Miriam poured a mug of coffee, sat down at the kitchen table and turned the parcel in her hands examining the label. Untying the hemp string she folded back the brown paper to reveal a cigar box. Opening the lid she spread the contents on the table top: a letter, some old brittle documents, one looked like a birth certificate, and a faded photograph. There was a masculine aroma of tobacco. Apart from the letter, handwritten in English, everything appeared to be in German.
My dear Miriam
You were far too young to remember me.
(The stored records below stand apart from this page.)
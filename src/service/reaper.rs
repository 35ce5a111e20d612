use std::any::type_name;
use std::collections::HashMap;
use std::sync::Arc;

use tokio::sync::mpsc;
use tokio::task::JoinHandle;
use tracing::{debug, error};

use super::server::ServerStats;
use crate::AppError;
use crate::AppResult;

/// Supervision traffic between the accept loop, the workers and the
/// reaper. `Spawned` registers a worker, `Exited` announces that one is
/// gone.
#[derive(Debug)]
enum WorkerEvent {
    Spawned { id: u64, handle: JoinHandle<()> },
    Exited { id: u64 },
}

/// Registration side of worker supervision.
///
/// The accept loop keeps one of these, registers every worker it spawns
/// and hands each worker an [`ExitGuard`]. Cloning shares the same reaper.
#[derive(Debug, Clone)]
pub struct WorkerSet {
    events_tx: mpsc::UnboundedSender<WorkerEvent>,
}

impl WorkerSet {
    /// Registers a spawned worker with the reaper.
    ///
    /// Fails only when the reaper itself is gone, which leaves exits
    /// uncollectable. Callers treat that as fatal.
    pub fn register(&self, id: u64, handle: JoinHandle<()>) -> AppResult<()> {
        self.events_tx
            .send(WorkerEvent::Spawned { id, handle })
            .map_err(|_| {
                AppError::Supervision(format!("reaper is gone, cannot track worker {}", id))
            })
    }

    /// A guard the worker task must own. Dropping it, on any exit path
    /// including a panic unwind, notifies the reaper.
    pub fn exit_guard(&self, id: u64) -> ExitGuard {
        ExitGuard {
            id,
            events_tx: self.events_tx.clone(),
        }
    }
}

#[derive(Debug)]
pub struct ExitGuard {
    id: u64,
    events_tx: mpsc::UnboundedSender<WorkerEvent>,
}

impl Drop for ExitGuard {
    fn drop(&mut self) {
        // the reaper may already be gone during teardown, nothing to do then
        let _ = self.events_tx.send(WorkerEvent::Exited { id: self.id });
    }
}

/// Collects every worker exit so that no session ends unobserved.
///
/// The reaper sleeps on its event channel. Each wakeup drains everything
/// already queued, so any number of simultaneous exits is absorbed in one
/// pass, then awaits the finished workers' join handles to log their
/// outcome. A panic in a worker surfaces here with its payload; it never
/// propagates past the task boundary.
///
/// The reaper exits when every `WorkerSet` and `ExitGuard` is gone and the
/// queue is drained. It holds the shutdown-completion sender until then,
/// so process shutdown cannot finish while exits remain uncollected.
#[derive(Debug)]
pub struct Reaper {
    events_rx: mpsc::UnboundedReceiver<WorkerEvent>,
    tracked: HashMap<u64, JoinHandle<()>>,
    // exit notices whose registration has not arrived yet; a worker can
    // finish before the accept loop gets to register it
    premature: Vec<u64>,
    stats: Arc<ServerStats>,
    _shutdown_complete_tx: mpsc::Sender<()>,
}

impl Reaper {
    pub fn new(
        stats: Arc<ServerStats>,
        shutdown_complete_tx: mpsc::Sender<()>,
    ) -> (WorkerSet, Reaper) {
        let (events_tx, events_rx) = mpsc::unbounded_channel();
        let workers = WorkerSet { events_tx };
        let reaper = Reaper {
            events_rx,
            tracked: HashMap::new(),
            premature: Vec::new(),
            stats,
            _shutdown_complete_tx: shutdown_complete_tx,
        };
        (workers, reaper)
    }

    pub fn spawn(self) -> JoinHandle<()> {
        tokio::spawn(self.run())
    }

    async fn run(mut self) {
        while let Some(event) = self.events_rx.recv().await {
            self.apply(event);
            // drain whatever else is already queued before collecting
            while let Ok(event) = self.events_rx.try_recv() {
                self.apply(event);
            }
            self.collect().await;
        }

        // channel closed: all guards have fired, sweep up any stragglers
        let leftover: Vec<u64> = self.tracked.keys().copied().collect();
        for id in leftover {
            if let Some(handle) = self.tracked.remove(&id) {
                self.reap(id, handle).await;
            }
        }
        debug!("reaper exiting, {} workers reaped", self.stats.reaped());
    }

    fn apply(&mut self, event: WorkerEvent) {
        match event {
            WorkerEvent::Spawned { id, handle } => {
                self.tracked.insert(id, handle);
                self.stats.worker_started();
            }
            WorkerEvent::Exited { id } => {
                self.premature.push(id);
            }
        }
    }

    async fn collect(&mut self) {
        let finished = std::mem::take(&mut self.premature);
        for id in finished {
            match self.tracked.remove(&id) {
                Some(handle) => self.reap(id, handle).await,
                // exit raced ahead of its registration, keep it parked
                // until the Spawned event lands
                None => self.premature.push(id),
            }
        }
    }

    async fn reap(&mut self, id: u64, handle: JoinHandle<()>) {
        match handle.await {
            Ok(()) => debug!("reaped worker {}, exited normally", id),
            Err(join_error) => {
                if join_error.is_panic() {
                    log_worker_panic(id, join_error);
                } else {
                    error!("worker {} failed with non-panic error", id);
                }
            }
        }
        self.stats.worker_reaped();
    }
}

fn log_worker_panic(worker_id: u64, err: tokio::task::JoinError) {
    let payload = err.into_panic();
    if let Some(message) = payload.downcast_ref::<&'static str>() {
        error!("worker {worker_id} panicked with message: {message}");
    } else if let Some(message) = payload.downcast_ref::<String>() {
        error!("worker {worker_id} panicked with message: {message}");
    } else {
        error!(
            "worker {worker_id} panicked with an unknown type: {}",
            get_type_name(&payload)
        );
    }
}

#[inline]
fn get_type_name<R>(_: &R) -> &'static str {
    type_name::<R>()
}

#[cfg(test)]
mod tests {
    use std::time::Duration;

    use super::*;

    #[tokio::test]
    async fn collects_normal_and_panicked_workers() {
        let (shutdown_complete_tx, mut shutdown_complete_rx) = mpsc::channel(1);
        let stats = Arc::new(ServerStats::default());
        let (workers, reaper) = Reaper::new(stats.clone(), shutdown_complete_tx);
        reaper.spawn();

        let guard = workers.exit_guard(1);
        let handle = tokio::spawn(async move {
            let _guard = guard;
        });
        workers.register(1, handle).unwrap();

        let guard = workers.exit_guard(2);
        let handle = tokio::spawn(async move {
            let _guard = guard;
            panic!("worker blew up");
        });
        workers.register(2, handle).unwrap();

        // the reaper holds the completion sender until both exits are
        // collected, so recv unblocks only after the full drain
        drop(workers);
        assert!(shutdown_complete_rx.recv().await.is_none());
        assert_eq!(stats.reaped(), 2);
        assert_eq!(stats.live_workers(), 0);
    }

    #[tokio::test]
    async fn exit_before_registration_is_parked_until_matched() {
        let (shutdown_complete_tx, mut shutdown_complete_rx) = mpsc::channel(1);
        let stats = Arc::new(ServerStats::default());
        let (workers, reaper) = Reaper::new(stats.clone(), shutdown_complete_tx);
        reaper.spawn();

        // let the worker finish, and its guard fire, before registering it
        let guard = workers.exit_guard(7);
        let handle = tokio::spawn(async move {
            drop(guard);
        });
        tokio::time::sleep(Duration::from_millis(50)).await;
        workers.register(7, handle).unwrap();

        drop(workers);
        assert!(shutdown_complete_rx.recv().await.is_none());
        assert_eq!(stats.reaped(), 1);
    }

    #[tokio::test]
    async fn registration_fails_once_the_reaper_is_gone() {
        let (shutdown_complete_tx, _shutdown_complete_rx) = mpsc::channel(1);
        let stats = Arc::new(ServerStats::default());
        let (workers, reaper) = Reaper::new(stats, shutdown_complete_tx);
        drop(reaper);

        let handle = tokio::spawn(async {});
        let err = workers.register(9, handle).unwrap_err();
        assert!(matches!(err, AppError::Supervision(_)));
    }
}
//! The caller-facing handle to one placed sub-region.

use std::ptr::NonNull;
use std::slice;

use crate::chunk::ChunkId;
use crate::device::{DeviceMemory, MemoryPropertyFlags};

/// A sub-region of a [`crate::block::MemoryBlock`], returned by
/// [`crate::Allocator::allocate`].
///
/// A "null" allocation (no backing chunk) is never produced by `allocate`;
/// it exists only as [`Allocation::default`], a sentinel some callers use to
/// pre-populate a field before a real allocation is made.
#[derive(Debug)]
pub struct Allocation {
    pub(crate) chunk_id: Option<ChunkId>,
    pub(crate) offset: u64,
    pub(crate) size: u64,
    pub(crate) block_index: usize,
    pub(crate) memory_type_index: u32,
    pub(crate) device_memory: DeviceMemory,
    pub(crate) mapped_ptr: Option<NonNull<u8>>,
    pub(crate) memory_properties: MemoryPropertyFlags,
    pub(crate) dedicated: bool,
    pub(crate) name: Option<String>,
}

impl Allocation {
    #[must_use]
    pub fn is_null(&self) -> bool {
        self.chunk_id.is_none()
    }

    #[must_use]
    pub fn offset(&self) -> u64 {
        self.offset
    }

    #[must_use]
    pub fn size(&self) -> u64 {
        self.size
    }

    #[must_use]
    pub fn memory_type_index(&self) -> u32 {
        self.memory_type_index
    }

    #[must_use]
    pub fn device_memory(&self) -> DeviceMemory {
        self.device_memory
    }

    #[must_use]
    pub fn memory_properties(&self) -> MemoryPropertyFlags {
        self.memory_properties
    }

    /// Whether this allocation owns its block outright (dedicated buffer or
    /// image scheme), as opposed to sharing a general block.
    #[must_use]
    pub fn is_dedicated(&self) -> bool {
        self.dedicated
    }

    #[must_use]
    pub fn name(&self) -> Option<&str> {
        self.name.as_deref()
    }

    /// The mapped pointer for this sub-region, already adjusted for its
    /// offset within the block. `None` if the owning memory type is not
    /// host-visible.
    #[must_use]
    pub fn mapped_ptr(&self) -> Option<NonNull<u8>> {
        self.mapped_ptr
    }

    /// A read-only view of the mapped sub-region, sized to this allocation.
    #[must_use]
    pub fn mapped_slice(&self) -> Option<&[u8]> {
        self.mapped_ptr.map(|ptr| unsafe { slice::from_raw_parts(ptr.as_ptr(), self.size as usize) })
    }

    /// A mutable view of the mapped sub-region, sized to this allocation.
    #[must_use]
    pub fn mapped_slice_mut(&mut self) -> Option<&mut [u8]> {
        self.mapped_ptr.map(|ptr| unsafe { slice::from_raw_parts_mut(ptr.as_ptr(), self.size as usize) })
    }
}

impl Default for Allocation {
    fn default() -> Self {
        Self {
            chunk_id: None,
            offset: 0,
            size: 0,
            block_index: 0,
            memory_type_index: 0,
            device_memory: DeviceMemory(0),
            mapped_ptr: None,
            memory_properties: MemoryPropertyFlags::empty(),
            dedicated: false,
            name: None,
        }
    }
}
I have enclosed a photograph of your father. He looks quite glamorous in his uniform, do you not think? The birth certificate is yours. Of course, you had a different name then.
I will contact you by telephone. We must talk.
Laying the letter on the table Miriam smoothed the paper with her cold finger tips, as if by doing so some deeper meaning could be deciphered. Outside a neighbour was cutting his lawn. On the wall next to her a radiator ticked, hot water coursing through the pipes, but Miriam felt chilled. She reached out and picked up the photograph. A handsome man smiled at her from some distant time. His peak hat, worn at a jaunty angle, was decorated with the insignia of the Waffen SS. Underneath the stylised eagle, claws gripping a swastika she could make out a skull and crossbones bright on the dark hatband. She turned the photograph over and stared at words written in faint pencil: Rudolph Höss, Commandant of Auschwitz, 8 May 1944 – 18 January 1945.
She thought of the numbers tattooed on the papery skin of her grandfather’s left arm, remembered her grandson’s Bar Mitzvah the previous month. This is not possible. Could not be possible.
The buzz of her neighbour’s lawn mower stopped. In the silence the telephone in the hall began to ring.